If you read John Toland’s The Rising Sun, written pretty much from the Japanese perspective, you will see just how peculiarly messed up the Japanese direction of the war was and how woefully cumbersome their decision making process was. While the Japanese were quite successful at first when they launched their initial surprise attacks - surprise attacks are often successful against essentially unprepared and fairly helpless enemies (witness Hitler’s Barbarossa) - they were spectacularly unsuccessful in the follow up. Consider that within 6 months of Pearl Harbor 1) the thrust to Australia had been stopped in the Coral Sea and 2) the offensive power of the IJN had been crippled at Mdway. It was all downhill from there. It took a long time to defeat the Japanese because of the tenacious and suicidal fighting spirit of their troops where personal death was honorable and held in high regard, whereas the Americans, Aussies and British preferred to be alive after the battle. But all this resulted in was the senseless deaths of millions of Japanese to no good purpose.

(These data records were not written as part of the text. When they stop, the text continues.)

//! The session transport seam and the network map.

use async_trait::async_trait;
use dashmap::DashMap;
use thiserror::Error;

use super::messages::{SessionMessage, SessionReply};
use crate::identity::{NodeIdentity, NodeName};

#[derive(Debug, Clone, PartialEq, Eq, Error)]
pub enum TransportError {
    #[error("no route to {0}")]
    UnknownNode(String),

    #[error("inbox of {0} is closed")]
    Closed(String),

    #[error("{0} dropped the session without replying")]
    NoReply(String),
}

/// Bidirectional request/reply channel to other nodes.
#[async_trait]
pub trait SessionTransport: Send + Sync {
    /// The node this transport sends from.
    fn local(&self) -> &NodeName;

    async fn send(&self, to: &NodeName, message: SessionMessage) -> Result<SessionReply, TransportError>;

    /// Well-known identity of a node, from the network map.
    fn identity_of(&self, name: &NodeName) -> Option<NodeIdentity>;
}

/// Name → identity for every node on the network.
#[derive(Debug, Default)]
pub struct NetworkMap {
    nodes: DashMap<NodeName, NodeIdentity>,
}

impl NetworkMap {
    pub fn new() -> Self {
        Self::default()
    }

    pub fn register(&self, identity: NodeIdentity) {
        self.nodes.insert(identity.name.clone(), identity);
    }

    pub fn get(&self, name: &NodeName) -> Option<NodeIdentity> {
        self.nodes.get(name).map(|entry| entry.value().clone())
    }

    /// All node names, sorted.
    pub fn names(&self) -> Vec<NodeName> {
        let mut names: Vec<NodeName> = self.nodes.iter().map(|e| e.key().clone()).collect();
        names.sort();
        names
    }
}
//! Accounts, nodes and pseudonyms.
//!
//! A *node* is a physical participant with a long-lived identity key. An
//! *account* is a logical party hosted on exactly one node. Accounts never
//! sign with the node's key: for every transition each account is
//! represented by a fresh [`PseudonymousIdentity`], so two transitions by
//! the same account cannot be linked by key.

use dashmap::DashMap;
use serde::{Deserialize, Serialize};
use std::fmt;
use uuid::Uuid;

use crate::crypto::keys::ConcordPublicKey;

// ---------------------------------------------------------------------------
// NodeName / NodeIdentity
// ---------------------------------------------------------------------------

/// X.500-style legal name of a node, e.g. `O=PartyA,L=London,C=GB`.
#[derive(Debug, Clone, PartialEq, Eq, Hash, PartialOrd, Ord, Serialize, Deserialize)]
pub struct NodeName(String);

impl NodeName {
    pub fn new(name: impl Into<String>) -> Self {
        Self(name.into())
    }

    pub fn as_str(&self) -> &str {
        &self.0
    }
}

impl fmt::Display for NodeName {
    fn fmt(&self, f: &mut fmt::Formatter<'_>) -> fmt::Result {
        f.write_str(&self.0)
    }
}

impl From<&str> for NodeName {
    fn from(s: &str) -> Self {
        Self(s.to_string())
    }
}

/// A node's well-known identity: its name and its identity public key.
#[derive(Debug, Clone, PartialEq, Eq, Serialize, Deserialize)]
pub struct NodeIdentity {
    pub name: NodeName,
    pub owning_key: ConcordPublicKey,
}

// ---------------------------------------------------------------------------
// Account
// ---------------------------------------------------------------------------

/// A logical account and the node that hosts it.
#[derive(Debug, Clone, PartialEq, Eq, Serialize, Deserialize)]
pub struct Account {
    pub id: Uuid,
    pub name: String,
    pub host: NodeName,
}

/// Namespace for name-based account ids.
const ACCOUNT_NAMESPACE: Uuid = Uuid::from_u128(0x6c1f_2a4e_9b3d_4f7a_8e05_d2c4_71b9_a03e);

impl Account {
    /// An account whose id is derived from its host and name (UUID v5), so
    /// the same account keeps its id across restarts over one data
    /// directory.
    pub fn new(name: impl Into<String>, host: NodeName) -> Self {
        let name = name.into();
        Self {
            id: Self::derive_id(&host, &name),
            name,
            host,
        }
    }

    pub fn derive_id(host: &NodeName, name: &str) -> Uuid {
        let mut seed = Vec::with_capacity(host.as_str().len() + name.len() + 1);
        seed.extend_from_slice(host.as_str().as_bytes());
        seed.push(0);
        seed.extend_from_slice(name.as_bytes());
        Uuid::new_v5(&ACCOUNT_NAMESPACE, &seed)
    }
}

/// A single-use public key standing in for an account in one transition.
#[derive(Debug, Clone, PartialEq, Eq, Serialize, Deserialize)]
pub struct PseudonymousIdentity {
    pub account_id: Uuid,
    pub owning_key: ConcordPublicKey,
    pub host: NodeName,
}

// ---------------------------------------------------------------------------
// AccountDirectory
// ---------------------------------------------------------------------------

/// Name-indexed view of the accounts this node knows about.
///
/// In a deployment this is fed by account-info sharing between nodes. The
/// in-process network shares one directory between all nodes.
#[derive(Debug, Default)]
pub struct AccountDirectory {
    by_name: DashMap<String, Account>,
}

impl AccountDirectory {
    pub fn new() -> Self {
        Self::default()
    }

    /// Register an account. A second account with the same name replaces
    /// the first, which mirrors how an updated account info supersedes the
    /// old one.
    pub fn register(&self, account: Account) {
        self.by_name.insert(account.name.clone(), account);
    }

    /// Create and register an account hosted on `host`.
    pub fn create(&self, name: &str, host: &NodeName) -> Account {
        let account = Account::new(name, host.clone());
        self.register(account.clone());
        account
    }

    pub fn by_name(&self, name: &str) -> Option<Account> {
        self.by_name.get(name).map(|entry| entry.value().clone())
    }

    pub fn by_id(&self, id: &Uuid) -> Option<Account> {
        self.by_name
            .iter()
            .find(|entry| entry.value().id == *id)
            .map(|entry| entry.value().clone())
    }

    /// Accounts hosted on `host`, sorted by name.
    pub fn hosted_on(&self, host: &NodeName) -> Vec<Account> {
        let mut accounts: Vec<Account> = self
            .by_name
            .iter()
            .filter(|entry| &entry.value().host == host)
            .map(|entry| entry.value().clone())
            .collect();
        accounts.sort_by(|a, b| a.name.cmp(&b.name));
        accounts
    }

    pub fn len(&self) -> usize {
        self.by_name.len()
    }

    pub fn is_empty(&self) -> bool {
        self.by_name.is_empty()
    }
}

#[cfg(test)]
mod tests {
    use super::*;

    #[test]
    fn create_and_resolve_by_name_and_id() {
        let dir = AccountDirectory::new();
        let host = NodeName::from("O=PartyA,L=London,C=GB");
        let alice = dir.create("alice", &host);

        assert_eq!(dir.by_name("alice"), Some(alice.clone()));
        assert_eq!(dir.by_id(&alice.id), Some(alice));
        assert!(dir.by_name("mallory").is_none());
    }

    #[test]
    fn hosted_on_filters_and_sorts() {
        let dir = AccountDirectory::new();
        let a = NodeName::from("A");
        let b = NodeName::from("B");
        dir.create("zed", &a);
        dir.create("amy", &a);
        dir.create("bob", &b);

        let names: Vec<_> = dir.hosted_on(&a).into_iter().map(|acc| acc.name).collect();
        assert_eq!(names, vec!["amy", "zed"]);
        assert_eq!(dir.len(), 3);
    }

    #[test]
    fn account_ids_are_stable_per_host_and_name() {
        let a = NodeName::from("O=PartyA,L=London,C=GB");
        let b = NodeName::from("O=PartyB,L=New York,C=US");
        assert_eq!(Account::new("alice", a.clone()).id, Account::new("alice", a.clone()).id);
        assert_ne!(Account::new("alice", a.clone()).id, Account::new("alice", b).id);
        assert_ne!(Account::new("alice", a.clone()).id, Account::new("bob", a).id);
    }

    #[test]
    fn node_name_display() {
        assert_eq!(NodeName::new("O=Regulator").to_string(), "O=Regulator");
    }
}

Which makes it all the more curious why the Japanese tried to negotiate a peace in mid-1945 through the Soviets when Japan knew that the USSR was about to, or at least likely to, attack it.

Perhaps this is just another example of Japan’s failure to understand the other side’s attitudes and likely responses to Japan’s actions, as with Pearl Harbor.

“Unrealistic” and prone to fantastic schemes to avoid certain defeat characterized Japan’s deliberations throughout the war. Japan was defeated the moment it attacked Pearl Harbor - they could have saved themselves a lot of trouble, lives and cities by not underestimating the allies before they attacked. As I mentioned earlier, their planning on a strategic level was terrible. Japan’s ambassador to Russia had taken the measure of the Russians and knew how intractable they were and how unlikely they were to listen to Japanese proposals. His bosses in Tokyo paid no attention to his warnings.

They had “never” lost a war before. Defeat was inconcievable. The shame of it was unbearable. It took the emperor to tell them to “bear the unbearable”.